Collected data entries
———

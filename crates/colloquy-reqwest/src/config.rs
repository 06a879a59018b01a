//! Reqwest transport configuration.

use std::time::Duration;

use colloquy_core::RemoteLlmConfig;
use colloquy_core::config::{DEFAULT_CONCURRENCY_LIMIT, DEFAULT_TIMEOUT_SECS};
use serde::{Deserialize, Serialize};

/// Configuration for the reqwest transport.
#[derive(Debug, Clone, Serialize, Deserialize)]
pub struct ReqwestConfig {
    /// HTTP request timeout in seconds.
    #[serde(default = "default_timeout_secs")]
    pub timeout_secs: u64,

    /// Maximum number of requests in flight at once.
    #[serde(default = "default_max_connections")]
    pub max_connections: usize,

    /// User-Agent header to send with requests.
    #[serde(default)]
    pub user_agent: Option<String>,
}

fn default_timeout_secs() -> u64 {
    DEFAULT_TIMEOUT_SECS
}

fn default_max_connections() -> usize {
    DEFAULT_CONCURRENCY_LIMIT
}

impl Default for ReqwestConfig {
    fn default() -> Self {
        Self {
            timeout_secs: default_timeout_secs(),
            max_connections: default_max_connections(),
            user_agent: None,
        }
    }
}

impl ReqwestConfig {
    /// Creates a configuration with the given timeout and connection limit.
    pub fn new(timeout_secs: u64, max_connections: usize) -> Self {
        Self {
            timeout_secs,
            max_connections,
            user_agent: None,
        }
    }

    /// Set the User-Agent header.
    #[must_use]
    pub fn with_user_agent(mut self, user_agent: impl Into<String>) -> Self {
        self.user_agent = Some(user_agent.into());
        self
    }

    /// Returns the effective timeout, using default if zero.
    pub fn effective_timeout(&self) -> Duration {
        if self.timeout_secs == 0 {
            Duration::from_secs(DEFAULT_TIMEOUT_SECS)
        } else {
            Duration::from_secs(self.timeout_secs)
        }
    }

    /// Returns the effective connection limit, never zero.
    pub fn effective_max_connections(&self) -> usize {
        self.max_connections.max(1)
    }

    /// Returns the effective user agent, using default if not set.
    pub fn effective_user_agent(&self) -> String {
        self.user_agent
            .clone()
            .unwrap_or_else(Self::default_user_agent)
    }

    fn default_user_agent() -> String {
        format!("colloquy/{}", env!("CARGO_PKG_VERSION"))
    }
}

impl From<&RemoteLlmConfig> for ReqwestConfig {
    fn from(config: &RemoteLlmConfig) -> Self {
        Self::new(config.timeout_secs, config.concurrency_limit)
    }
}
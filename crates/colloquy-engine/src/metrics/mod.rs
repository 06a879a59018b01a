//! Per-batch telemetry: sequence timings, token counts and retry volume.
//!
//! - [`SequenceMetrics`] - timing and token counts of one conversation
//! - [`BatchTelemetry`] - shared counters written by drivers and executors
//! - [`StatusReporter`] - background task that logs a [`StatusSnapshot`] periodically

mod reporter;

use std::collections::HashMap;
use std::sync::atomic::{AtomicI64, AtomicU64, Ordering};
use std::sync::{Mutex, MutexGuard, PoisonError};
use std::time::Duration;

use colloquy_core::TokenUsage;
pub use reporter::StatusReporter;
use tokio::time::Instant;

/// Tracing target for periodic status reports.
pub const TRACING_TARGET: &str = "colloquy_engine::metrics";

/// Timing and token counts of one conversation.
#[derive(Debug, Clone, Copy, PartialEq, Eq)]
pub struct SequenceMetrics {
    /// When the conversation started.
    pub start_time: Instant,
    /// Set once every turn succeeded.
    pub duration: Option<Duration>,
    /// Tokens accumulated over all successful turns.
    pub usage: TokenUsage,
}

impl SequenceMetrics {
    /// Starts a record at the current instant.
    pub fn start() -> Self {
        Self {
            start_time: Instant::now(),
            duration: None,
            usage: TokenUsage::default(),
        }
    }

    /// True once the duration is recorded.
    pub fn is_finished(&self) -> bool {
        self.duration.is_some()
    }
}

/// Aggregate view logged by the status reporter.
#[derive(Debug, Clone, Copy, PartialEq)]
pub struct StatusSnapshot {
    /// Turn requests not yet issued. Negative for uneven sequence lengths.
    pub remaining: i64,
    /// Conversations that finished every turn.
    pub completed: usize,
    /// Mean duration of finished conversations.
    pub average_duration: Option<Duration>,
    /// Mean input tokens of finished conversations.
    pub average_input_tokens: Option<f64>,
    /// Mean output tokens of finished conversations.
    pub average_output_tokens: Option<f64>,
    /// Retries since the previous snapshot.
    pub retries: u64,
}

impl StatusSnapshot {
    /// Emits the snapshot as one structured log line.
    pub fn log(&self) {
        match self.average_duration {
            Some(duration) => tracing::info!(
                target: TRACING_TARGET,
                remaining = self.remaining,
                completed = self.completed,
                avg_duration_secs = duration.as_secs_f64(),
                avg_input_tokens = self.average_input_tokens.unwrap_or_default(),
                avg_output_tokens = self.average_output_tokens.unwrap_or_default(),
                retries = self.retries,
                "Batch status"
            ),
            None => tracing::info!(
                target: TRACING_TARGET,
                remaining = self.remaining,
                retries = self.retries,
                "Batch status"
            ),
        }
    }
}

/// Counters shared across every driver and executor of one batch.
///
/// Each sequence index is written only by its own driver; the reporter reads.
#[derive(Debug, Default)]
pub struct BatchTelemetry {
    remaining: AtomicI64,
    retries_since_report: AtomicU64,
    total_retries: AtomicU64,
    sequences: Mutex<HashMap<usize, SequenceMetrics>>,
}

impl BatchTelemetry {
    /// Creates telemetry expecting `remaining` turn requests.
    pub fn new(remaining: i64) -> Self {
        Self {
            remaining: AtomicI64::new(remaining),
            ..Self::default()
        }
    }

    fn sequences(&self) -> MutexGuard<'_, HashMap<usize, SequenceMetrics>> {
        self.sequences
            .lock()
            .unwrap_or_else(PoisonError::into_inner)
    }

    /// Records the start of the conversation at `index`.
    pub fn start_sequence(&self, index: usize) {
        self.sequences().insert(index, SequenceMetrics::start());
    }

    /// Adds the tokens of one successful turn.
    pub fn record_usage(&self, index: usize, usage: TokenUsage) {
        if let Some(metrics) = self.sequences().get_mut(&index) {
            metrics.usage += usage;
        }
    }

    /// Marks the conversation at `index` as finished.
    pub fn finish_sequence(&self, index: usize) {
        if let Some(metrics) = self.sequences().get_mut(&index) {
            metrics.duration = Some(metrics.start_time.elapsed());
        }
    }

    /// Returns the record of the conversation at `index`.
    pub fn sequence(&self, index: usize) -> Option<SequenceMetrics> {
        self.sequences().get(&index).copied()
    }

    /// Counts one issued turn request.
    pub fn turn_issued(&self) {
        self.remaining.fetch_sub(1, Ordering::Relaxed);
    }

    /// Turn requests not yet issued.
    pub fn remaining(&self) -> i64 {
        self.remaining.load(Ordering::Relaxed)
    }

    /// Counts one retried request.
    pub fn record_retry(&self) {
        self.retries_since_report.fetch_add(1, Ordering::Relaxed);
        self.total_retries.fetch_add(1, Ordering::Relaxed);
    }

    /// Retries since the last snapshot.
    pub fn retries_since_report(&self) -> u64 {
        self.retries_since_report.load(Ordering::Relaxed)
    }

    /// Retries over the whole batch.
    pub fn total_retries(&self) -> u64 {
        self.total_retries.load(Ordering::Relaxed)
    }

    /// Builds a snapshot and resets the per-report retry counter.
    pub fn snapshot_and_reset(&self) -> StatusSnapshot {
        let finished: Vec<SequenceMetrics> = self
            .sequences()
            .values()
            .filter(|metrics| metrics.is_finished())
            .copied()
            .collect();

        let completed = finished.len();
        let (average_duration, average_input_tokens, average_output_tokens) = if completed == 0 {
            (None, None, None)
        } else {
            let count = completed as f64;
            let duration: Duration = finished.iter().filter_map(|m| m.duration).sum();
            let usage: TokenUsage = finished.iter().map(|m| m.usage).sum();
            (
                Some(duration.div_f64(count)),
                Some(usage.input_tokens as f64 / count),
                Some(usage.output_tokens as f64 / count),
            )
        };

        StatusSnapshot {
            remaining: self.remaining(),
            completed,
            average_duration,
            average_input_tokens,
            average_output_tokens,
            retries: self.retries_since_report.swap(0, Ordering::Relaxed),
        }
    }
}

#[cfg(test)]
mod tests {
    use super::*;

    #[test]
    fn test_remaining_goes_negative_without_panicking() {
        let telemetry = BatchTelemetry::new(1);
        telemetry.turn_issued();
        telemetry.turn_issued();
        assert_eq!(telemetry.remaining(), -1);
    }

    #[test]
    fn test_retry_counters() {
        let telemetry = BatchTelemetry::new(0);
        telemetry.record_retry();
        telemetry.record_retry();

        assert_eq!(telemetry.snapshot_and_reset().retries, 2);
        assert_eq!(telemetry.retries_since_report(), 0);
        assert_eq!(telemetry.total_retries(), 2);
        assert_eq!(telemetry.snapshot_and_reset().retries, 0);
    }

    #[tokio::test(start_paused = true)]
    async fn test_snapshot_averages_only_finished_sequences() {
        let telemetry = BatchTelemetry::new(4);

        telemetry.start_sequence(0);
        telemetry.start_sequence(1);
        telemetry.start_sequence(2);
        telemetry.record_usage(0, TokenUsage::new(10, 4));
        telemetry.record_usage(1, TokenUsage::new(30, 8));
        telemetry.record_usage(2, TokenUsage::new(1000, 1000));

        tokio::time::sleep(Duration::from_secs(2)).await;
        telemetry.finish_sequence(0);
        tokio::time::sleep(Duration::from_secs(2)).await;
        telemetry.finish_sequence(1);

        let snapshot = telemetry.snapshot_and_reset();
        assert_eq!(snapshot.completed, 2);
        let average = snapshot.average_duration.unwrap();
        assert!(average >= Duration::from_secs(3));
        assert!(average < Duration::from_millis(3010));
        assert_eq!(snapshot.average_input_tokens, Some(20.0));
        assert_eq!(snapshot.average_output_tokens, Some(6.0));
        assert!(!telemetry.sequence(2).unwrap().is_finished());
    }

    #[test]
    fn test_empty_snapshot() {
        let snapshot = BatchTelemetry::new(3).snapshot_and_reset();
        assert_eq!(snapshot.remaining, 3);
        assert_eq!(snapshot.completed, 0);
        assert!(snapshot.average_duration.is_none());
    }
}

———

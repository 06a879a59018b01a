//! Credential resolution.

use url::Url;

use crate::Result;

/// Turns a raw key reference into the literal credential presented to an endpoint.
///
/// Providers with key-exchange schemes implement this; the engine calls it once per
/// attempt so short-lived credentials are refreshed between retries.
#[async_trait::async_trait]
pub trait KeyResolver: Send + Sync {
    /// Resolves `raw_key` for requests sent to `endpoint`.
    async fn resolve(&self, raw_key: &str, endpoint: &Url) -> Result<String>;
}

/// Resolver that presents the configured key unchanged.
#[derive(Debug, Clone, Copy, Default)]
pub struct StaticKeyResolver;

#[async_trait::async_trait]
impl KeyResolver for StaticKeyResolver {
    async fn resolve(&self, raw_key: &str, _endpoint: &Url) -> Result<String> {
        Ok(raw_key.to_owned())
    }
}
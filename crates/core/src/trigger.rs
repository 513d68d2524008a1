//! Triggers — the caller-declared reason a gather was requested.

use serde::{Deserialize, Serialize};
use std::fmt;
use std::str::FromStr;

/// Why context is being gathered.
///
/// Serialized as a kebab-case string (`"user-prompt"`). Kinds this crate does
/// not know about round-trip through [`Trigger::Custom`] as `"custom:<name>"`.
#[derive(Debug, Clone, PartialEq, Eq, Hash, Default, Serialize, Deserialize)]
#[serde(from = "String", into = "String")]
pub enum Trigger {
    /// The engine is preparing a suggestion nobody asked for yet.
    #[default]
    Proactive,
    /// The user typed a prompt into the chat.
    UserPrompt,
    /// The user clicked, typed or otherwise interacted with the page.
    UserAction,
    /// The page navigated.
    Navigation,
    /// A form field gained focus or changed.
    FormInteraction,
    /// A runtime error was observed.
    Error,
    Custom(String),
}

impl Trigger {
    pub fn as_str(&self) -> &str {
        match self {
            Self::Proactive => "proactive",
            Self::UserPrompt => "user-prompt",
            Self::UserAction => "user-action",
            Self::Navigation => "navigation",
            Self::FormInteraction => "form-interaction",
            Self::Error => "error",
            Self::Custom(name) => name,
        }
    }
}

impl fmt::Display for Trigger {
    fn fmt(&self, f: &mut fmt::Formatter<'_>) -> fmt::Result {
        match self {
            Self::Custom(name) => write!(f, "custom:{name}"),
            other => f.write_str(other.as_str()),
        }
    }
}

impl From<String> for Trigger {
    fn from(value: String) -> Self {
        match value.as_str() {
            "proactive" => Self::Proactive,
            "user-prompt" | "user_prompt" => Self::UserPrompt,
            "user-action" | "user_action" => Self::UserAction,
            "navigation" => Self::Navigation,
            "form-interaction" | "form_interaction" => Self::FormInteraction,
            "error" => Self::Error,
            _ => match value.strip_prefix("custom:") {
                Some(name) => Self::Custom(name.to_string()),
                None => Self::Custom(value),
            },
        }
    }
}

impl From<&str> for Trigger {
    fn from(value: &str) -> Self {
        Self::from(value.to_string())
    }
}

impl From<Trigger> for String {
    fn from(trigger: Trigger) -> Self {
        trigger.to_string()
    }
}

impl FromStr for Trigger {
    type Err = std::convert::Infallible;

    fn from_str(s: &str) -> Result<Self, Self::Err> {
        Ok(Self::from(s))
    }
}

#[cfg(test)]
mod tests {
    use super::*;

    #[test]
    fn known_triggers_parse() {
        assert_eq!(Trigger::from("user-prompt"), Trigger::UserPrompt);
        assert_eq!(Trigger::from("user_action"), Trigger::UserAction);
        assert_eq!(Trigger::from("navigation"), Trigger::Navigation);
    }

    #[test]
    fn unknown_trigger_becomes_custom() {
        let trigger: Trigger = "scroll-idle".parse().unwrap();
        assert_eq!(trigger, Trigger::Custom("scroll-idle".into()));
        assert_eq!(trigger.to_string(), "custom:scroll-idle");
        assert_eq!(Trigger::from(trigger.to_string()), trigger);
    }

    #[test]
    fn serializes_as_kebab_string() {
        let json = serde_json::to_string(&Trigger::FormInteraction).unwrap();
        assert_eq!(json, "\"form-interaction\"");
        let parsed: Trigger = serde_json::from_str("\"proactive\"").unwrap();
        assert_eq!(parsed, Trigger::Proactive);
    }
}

———

* _PROBLEM_: Reproduce each line of the records in which the word "transport" appears.

* _TASK ANSWER_:
//! Reqwest transport configuration.
/// Configuration for the reqwest transport.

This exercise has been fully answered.